Problem:
Some of the lines below need repeating. Reproduce exactly those between the lines holding "Agent domain entity" and "use crate::debate::verdict::UpdateVerdict;", inclusive.

[Stored data entries]
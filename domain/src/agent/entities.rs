//! Agent domain entity
//!
//! [`Agent`] owns one participant's negotiation state and the single-agent
//! lifecycle rules:
//!
//! ```text
//!   new ──► Active ──(rounds_used >= round_ceiling)──► Inactive
//!             ▲                                            │
//!             └────────────────── reset() ◄────────────────┘
//! ```
//!
//! Reasoning itself is delegated to an injected reasoner; the entity only
//! records its results.

use super::value_objects::{AgentId, AgentProfile, CapabilityRank, Confidence};
use crate::debate::verdict::UpdateVerdict;
use serde::{Deserialize, Serialize};

/// Default number of debate rounds after which an agent goes inactive.
pub const DEFAULT_ROUND_CEILING: u32 = 10;

/// A single negotiating participant.
#[derive(Debug, Clone, PartialEq, Eq, Serialize, Deserialize)]
pub struct Agent {
    id: AgentId,
    rank: CapabilityRank,
    current_answer: Option<String>,
    confidence: Option<Confidence>,
    reasoning: Option<String>,
    active: bool,
    rounds_used: u32,
    round_ceiling: u32,
}

impl Agent {
    /// Create an agent in its construction-time state.
    pub fn new(id: AgentId, rank: CapabilityRank) -> Self {
        Self::with_round_ceiling(id, rank, DEFAULT_ROUND_CEILING)
    }

    pub fn with_round_ceiling(id: AgentId, rank: CapabilityRank, round_ceiling: u32) -> Self {
        Self {
            id,
            rank,
            current_answer: None,
            confidence: None,
            reasoning: None,
            active: true,
            rounds_used: 0,
            round_ceiling,
        }
    }

    // ==================== Accessors ====================

    pub fn id(&self) -> AgentId {
        self.id
    }

    pub fn rank(&self) -> CapabilityRank {
        self.rank
    }

    pub fn profile(&self) -> AgentProfile {
        AgentProfile {
            id: self.id,
            rank: self.rank,
        }
    }

    pub fn current_answer(&self) -> Option<&str> {
        self.current_answer.as_deref()
    }

    pub fn confidence(&self) -> Option<Confidence> {
        self.confidence
    }

    pub fn reasoning(&self) -> Option<&str> {
        self.reasoning.as_deref()
    }

    pub fn is_active(&self) -> bool {
        self.active
    }

    pub fn rounds_used(&self) -> u32 {
        self.rounds_used
    }

    pub fn round_ceiling(&self) -> u32 {
        self.round_ceiling
    }

    /// Whether the agent holds a non-empty answer.
    pub fn has_answer(&self) -> bool {
        self.current_answer
            .as_deref()
            .is_some_and(|a| !a.trim().is_empty())
    }

    /// Whether the agent may take part in a debate right now.
    pub fn can_debate(&self) -> bool {
        self.active && self.has_answer()
    }

    // ==================== State Transitions ====================

    /// Record the answer produced by a solve call.
    pub fn record_solution(&mut self, answer: impl Into<String>) {
        self.current_answer = Some(answer.into());
    }

    /// Apply an update verdict. Returns `true` when the answer changed.
    ///
    /// A verdict that reports no change (or a changed verdict with an empty
    /// answer) leaves the agent untouched.
    pub fn apply_update(&mut self, verdict: &UpdateVerdict) -> bool {
        let Some(new_answer) = verdict.proposed_answer() else {
            return false;
        };
        self.current_answer = Some(new_answer.to_string());
        self.confidence = Some(verdict.confidence);
        self.reasoning = Some(verdict.reasoning.clone());
        true
    }

    /// Overwrite the answer with one taken from a higher-ranked agent.
    pub fn adopt_answer(&mut self, answer: impl Into<String>) {
        self.current_answer = Some(answer.into());
    }

    /// Count one completed debate round.
    pub fn record_round(&mut self) {
        self.rounds_used = self.rounds_used.saturating_add(1);
    }

    /// Re-evaluate activity. Once the ceiling is reached the agent stays
    /// inactive until [`Agent::reset`]. Returns the resulting activity.
    pub fn check_active(&mut self) -> bool {
        if self.rounds_used >= self.round_ceiling {
            self.active = false;
        }
        self.active
    }

    /// Return to the construction-time state, keeping id, rank and ceiling.
    pub fn reset(&mut self) {
        self.current_answer = None;
        self.confidence = None;
        self.reasoning = None;
        self.active = true;
        self.rounds_used = 0;
    }
}

#[cfg(test)]
mod tests {
    use super::*;
    use crate::agent::value_objects::RankRange;

    fn agent(id: u32, rank: u8, ceiling: u32) -> Agent {
        let id = AgentId::new(id);
        let rank = CapabilityRank::new(id, rank, &RankRange::default()).unwrap();
        Agent::with_round_ceiling(id, rank, ceiling)
    }

    #[test]
    fn test_new_agent_state() {
        let a = agent(1, 3, 10);
        assert!(a.is_active());
        assert_eq!(a.rounds_used(), 0);
        assert!(a.current_answer().is_none());
        assert!(!a.has_answer());
        assert!(!a.can_debate());
        assert_eq!(a.profile().rank.value(), 3);
    }

    #[test]
    fn test_default_ceiling() {
        let id = AgentId::new(1);
        let rank = CapabilityRank::new(id, 1, &RankRange::default()).unwrap();
        assert_eq!(Agent::new(id, rank).round_ceiling(), DEFAULT_ROUND_CEILING);
    }

    #[test]
    fn test_whitespace_answer_is_not_an_answer() {
        let mut a = agent(1, 1, 10);
        a.record_solution("   ");
        assert!(!a.has_answer());
        a.record_solution("42");
        assert!(a.can_debate());
    }

    #[test]
    fn test_inactivity_is_terminal_until_reset() {
        let mut a = agent(1, 1, 2);
        a.record_round();
        assert!(a.check_active());
        a.record_round();
        assert!(!a.check_active());

        for _ in 0..5 {
            assert!(!a.check_active());
        }

        a.reset();
        assert!(a.is_active());
        assert_eq!(a.rounds_used(), 0);
    }

    #[test]
    fn test_apply_update_changed() {
        let mut a = agent(1, 1, 10);
        a.record_solution("41");
        let verdict = UpdateVerdict::changed("42", Confidence::new(90).unwrap(), "arithmetic slip");

        assert!(a.apply_update(&verdict));
        assert_eq!(a.current_answer(), Some("42"));
        assert_eq!(a.confidence().unwrap().value(), 90);
        assert_eq!(a.reasoning(), Some("arithmetic slip"));
    }

    #[test]
    fn test_apply_update_unchanged_keeps_answer() {
        let mut a = agent(1, 1, 10);
        a.record_solution("41");

        assert!(!a.apply_update(&UpdateVerdict::unchanged()));
        assert_eq!(a.current_answer(), Some("41"));
        assert!(a.confidence().is_none());
    }

    #[test]
    fn test_reset_preserves_identity() {
        let mut a = agent(4, 5, 10);
        a.record_solution("x");
        a.apply_update(&UpdateVerdict::changed("y", Confidence::new(10).unwrap(), "r"));
        a.record_round();

        a.reset();

        assert_eq!(a.id(), AgentId::new(4));
        assert_eq!(a.rank().value(), 5);
        assert!(a.current_answer().is_none());
        assert!(a.confidence().is_none());
        assert!(a.reasoning().is_none());
    }
}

Response to this exercise:
//! Agent domain entity
//!
//! [`Agent`] owns one participant's negotiation state and the single-agent
//! lifecycle rules:
//!
//! ```text
//!   new ──► Active ──(rounds_used >= round_ceiling)──► Inactive
//!             ▲                                            │
//!             └────────────────── reset() ◄────────────────┘
//! ```
//!
//! Reasoning itself is delegated to an injected reasoner; the entity only
//! records its results.

use super::value_objects::{AgentId, AgentProfile, CapabilityRank, Confidence};
use crate::debate::verdict::UpdateVerdict;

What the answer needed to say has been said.